___ Materials provided

//! In-memory transfer store for tests and local runs.
//!
//! Honors the same uniqueness contract as the Postgres adapter: inserting a
//! second transfer with an existing `(idempotency_key, business_user_id)`
//! pair returns the stored row instead of creating a duplicate.
//!
//! Uses `.expect()` on lock operations which will panic if locks are
//! poisoned. Production deployments use the Postgres adapter.

use async_trait::async_trait;
use std::collections::HashMap;
use std::sync::RwLock;

use crate::domain::foundation::{BusinessUserId, Timestamp, TransferId};
use crate::domain::transfer::{Transfer, TransferEvent, TransferStatus};
use crate::ports::{InsertOutcome, StoreError, TransferStore};

/// In-memory `TransferStore`.
pub struct InMemoryTransferStore {
    transfers: RwLock<HashMap<TransferId, Transfer>>,
    events: RwLock<Vec<TransferEvent>>,
}

impl InMemoryTransferStore {
    pub fn new() -> Self {
        Self {
            transfers: RwLock::new(HashMap::new()),
            events: RwLock::new(Vec::new()),
        }
    }

    /// Total number of stored transfers (for test assertions).
    pub fn transfer_count(&self) -> usize {
        self.transfers
            .read()
            .expect("InMemoryTransferStore: transfers lock poisoned")
            .len()
    }

    /// Total number of appended events (for test assertions).
    pub fn event_count(&self) -> usize {
        self.events
            .read()
            .expect("InMemoryTransferStore: events lock poisoned")
            .len()
    }
}

impl Default for InMemoryTransferStore {
    fn default() -> Self {
        Self::new()
    }
}

#[async_trait]
impl TransferStore for InMemoryTransferStore {
    async fn find_by_idempotency_key(
        &self,
        idempotency_key: &str,
        business_user_id: &BusinessUserId,
    ) -> Result<Option<Transfer>, StoreError> {
        Ok(self
            .transfers
            .read()
            .expect("InMemoryTransferStore: transfers lock poisoned")
            .values()
            .find(|t| {
                t.idempotency_key == idempotency_key && &t.business_user_id == business_user_id
            })
            .cloned())
    }

    async fn insert(&self, transfer: &Transfer) -> Result<InsertOutcome, StoreError> {
        let mut transfers = self
            .transfers
            .write()
            .expect("InMemoryTransferStore: transfers write lock poisoned");

        if let Some(existing) = transfers.values().find(|t| {
            t.idempotency_key == transfer.idempotency_key
                && t.business_user_id == transfer.business_user_id
        }) {
            return Ok(InsertOutcome::DuplicateKey(existing.clone()));
        }

        transfers.insert(transfer.id, transfer.clone());
        Ok(InsertOutcome::Inserted)
    }

    async fn record_submission(
        &self,
        id: TransferId,
        external_txn_id: &str,
        status: &TransferStatus,
        updated_at: Timestamp,
    ) -> Result<(), StoreError> {
        let mut transfers = self
            .transfers
            .write()
            .expect("InMemoryTransferStore: transfers write lock poisoned");
        let transfer = transfers.get_mut(&id).ok_or(StoreError::NotFound(id))?;
        transfer.external_txn_id = Some(external_txn_id.to_string());
        transfer.status = status.clone();
        transfer.updated_at = updated_at;
        Ok(())
    }

    async fn update_status(
        &self,
        id: TransferId,
        status: &TransferStatus,
        updated_at: Timestamp,
    ) -> Result<(), StoreError> {
        let mut transfers = self
            .transfers
            .write()
            .expect("InMemoryTransferStore: transfers write lock poisoned");
        let transfer = transfers.get_mut(&id).ok_or(StoreError::NotFound(id))?;
        transfer.status = status.clone();
        transfer.updated_at = updated_at;
        Ok(())
    }

    async fn append_event(&self, event: &TransferEvent) -> Result<(), StoreError> {
        self.events
            .write()
            .expect("InMemoryTransferStore: events write lock poisoned")
            .push(event.clone());
        Ok(())
    }

    async fn find_by_id(&self, id: TransferId) -> Result<Option<Transfer>, StoreError> {
        Ok(self
            .transfers
            .read()
            .expect("InMemoryTransferStore: transfers lock poisoned")
            .get(&id)
            .cloned())
    }

    async fn events_for(&self, id: TransferId) -> Result<Vec<TransferEvent>, StoreError> {
        // Insertion order is chronological; the contract is newest first.
        let mut events: Vec<_> = self
            .events
            .read()
            .expect("InMemoryTransferStore: events lock poisoned")
            .iter()
            .filter(|e| e.transfer_id == id)
            .cloned()
            .collect();
        events.reverse();
        Ok(events)
    }
}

______

■ **Problem to work on**: What's wanted is a faithful copy of each entry above.

■ **Answer below**:
//! In-memory transfer store for tests and local runs.
//!
//! Honors the same uniqueness contract as the Postgres adapter: inserting a
//! second transfer with an existing `(idempotency_key, business_user_id)`
//! pair returns the stored row instead of creating a duplicate.
//!
//! Uses `.expect()` on lock operations which will panic if locks are
//! poisoned. Production deployments use the Postgres adapter.

use async_trait::async_trait;
use std::collections::HashMap;
use std::sync::RwLock;

use crate::domain::foundation::{BusinessUserId, Timestamp, TransferId};
use crate::domain::transfer::{Transfer, TransferEvent, TransferStatus};
use crate::ports::{InsertOutcome, StoreError, TransferStore};

/// In-memory `TransferStore`.
pub struct InMemoryTransferStore {
    transfers: RwLock<HashMap<TransferId, Transfer>>,
    events: RwLock<Vec<TransferEvent>>,
}

impl InMemoryTransferStore {
    pub fn new() -> Self {
        Self {
            transfers: RwLock::new(HashMap::new()),
            events: RwLock::new(Vec::new()),
        }
    }

    /// Total number of stored transfers (for test assertions).
    pub fn transfer_count(&self) -> usize {
        self.transfers
            .read()
            .expect("InMemoryTransferStore: transfers lock poisoned")
            .len()
    }

    /// Total number of appended events (for test assertions).
    pub fn event_count(&self) -> usize {
        self.events
            .read()
            .expect("InMemoryTransferStore: events lock poisoned")
            .len()
    }
}

impl Default for InMemoryTransferStore {
    fn default() -> Self {
        Self::new()
    }
}

#[async_trait]
impl TransferStore for InMemoryTransferStore {
    async fn find_by_idempotency_key(
        &self,
        idempotency_key: &str,
        business_user_id: &BusinessUserId,
    ) -> Result<Option<Transfer>, StoreError> {
        Ok(self
            .transfers
            .read()
            .expect("InMemoryTransferStore: transfers lock poisoned")
            .values()
            .find(|t| {
                t.idempotency_key == idempotency_key && &t.business_user_id == business_user_id
            })
            .cloned())
    }

    async fn insert(&self, transfer: &Transfer) -> Result<InsertOutcome, StoreError> {
        let mut transfers = self
            .transfers
            .write()
            .expect("InMemoryTransferStore: transfers write lock poisoned");

        if let Some(existing) = transfers.values().find(|t| {
            t.idempotency_key == transfer.idempotency_key
                && t.business_user_id == transfer.business_user_id
        }) {
            return Ok(InsertOutcome::DuplicateKey(existing.clone()));
        }

        transfers.insert(transfer.id, transfer.clone());
        Ok(InsertOutcome::Inserted)
    }

    async fn record_submission(
        &self,
        id: TransferId,
        external_txn_id: &str,
        status: &TransferStatus,
        updated_at: Timestamp,
    ) -> Result<(), StoreError> {
        let mut transfers = self
            .transfers
            .write()
            .expect("InMemoryTransferStore: transfers write lock poisoned");
        let transfer = transfers.get_mut(&id).ok_or(StoreError::NotFound(id))?;
        transfer.external_txn_id = Some(external_txn_id.to_string());
        transfer.status = status.clone();
        transfer.updated_at = updated_at;
        Ok(())
    }

    async fn update_status(
        &self,
        id: TransferId,
        status: &TransferStatus,
        updated_at: Timestamp,
    ) -> Result<(), StoreError> {
        let mut transfers = self
            .transfers
            .write()
            .expect("InMemoryTransferStore: transfers write lock poisoned");
        let transfer = transfers.get_mut(&id).ok_or(StoreError::NotFound(id))?;
        transfer.status = status.clone();
        transfer.updated_at = updated_at;
        Ok(())
    }

    async fn append_event(&self, event: &TransferEvent) -> Result<(), StoreError> {
        self.events
            .write()
            .expect("InMemoryTransferStore: events write lock poisoned")
            .push(event.clone());
        Ok(())
    }

    async fn find_by_id(&self, id: TransferId) -> Result<Option<Transfer>, StoreError> {
        Ok(self
            .transfers
            .read()
            .expect("InMemoryTransferStore: transfers lock poisoned")
            .get(&id)
            .cloned())
    }

    async fn events_for(&self, id: TransferId) -> Result<Vec<TransferEvent>, StoreError> {
        // Insertion order is chronological; the contract is newest first.
        let mut events: Vec<_> = self
            .events
            .read()
            .expect("InMemoryTransferStore: events lock poisoned")
            .iter()
            .filter(|e| e.transfer_id == id)
            .cloned()
            .collect();
        events.reverse();
        Ok(events)
    }
}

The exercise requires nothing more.